[Dataset entries Boundary: Start]
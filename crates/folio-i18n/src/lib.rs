//! # Folio I18n
//!
//! Language resolution for folio: which of the two configured languages is
//! active, where that choice is persisted for the session, and how content
//! values are overlaid with entries from the translation dictionary.
//!
//! Content is authored in the primary language. The secondary language is
//! served by walking a JSON dictionary with dotted key paths and falling back
//! to the original value on any miss.

#![warn(missing_docs)]
#![warn(clippy::all)]
#![warn(clippy::pedantic)]
#![warn(clippy::nursery)]
#![allow(clippy::module_name_repetitions)]

pub mod context;
pub mod dictionary;
pub mod error;
pub mod language;
pub mod resolver;
pub mod session;

pub use context::*;
pub use dictionary::*;
pub use error::*;
pub use language::*;
pub use resolver::*;
pub use session::*;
[Dataset entries Boundary: End]
▸ Exercise brief:
Word for word, repeat the lines from the one holding "pub mod resolver;" through the last line of the entries, both included.

▸ Task answer:
pub mod resolver;
pub mod session;

pub use context::*;
pub use dictionary::*;
pub use error::*;
pub use language::*;
pub use resolver::*;
pub use session::*;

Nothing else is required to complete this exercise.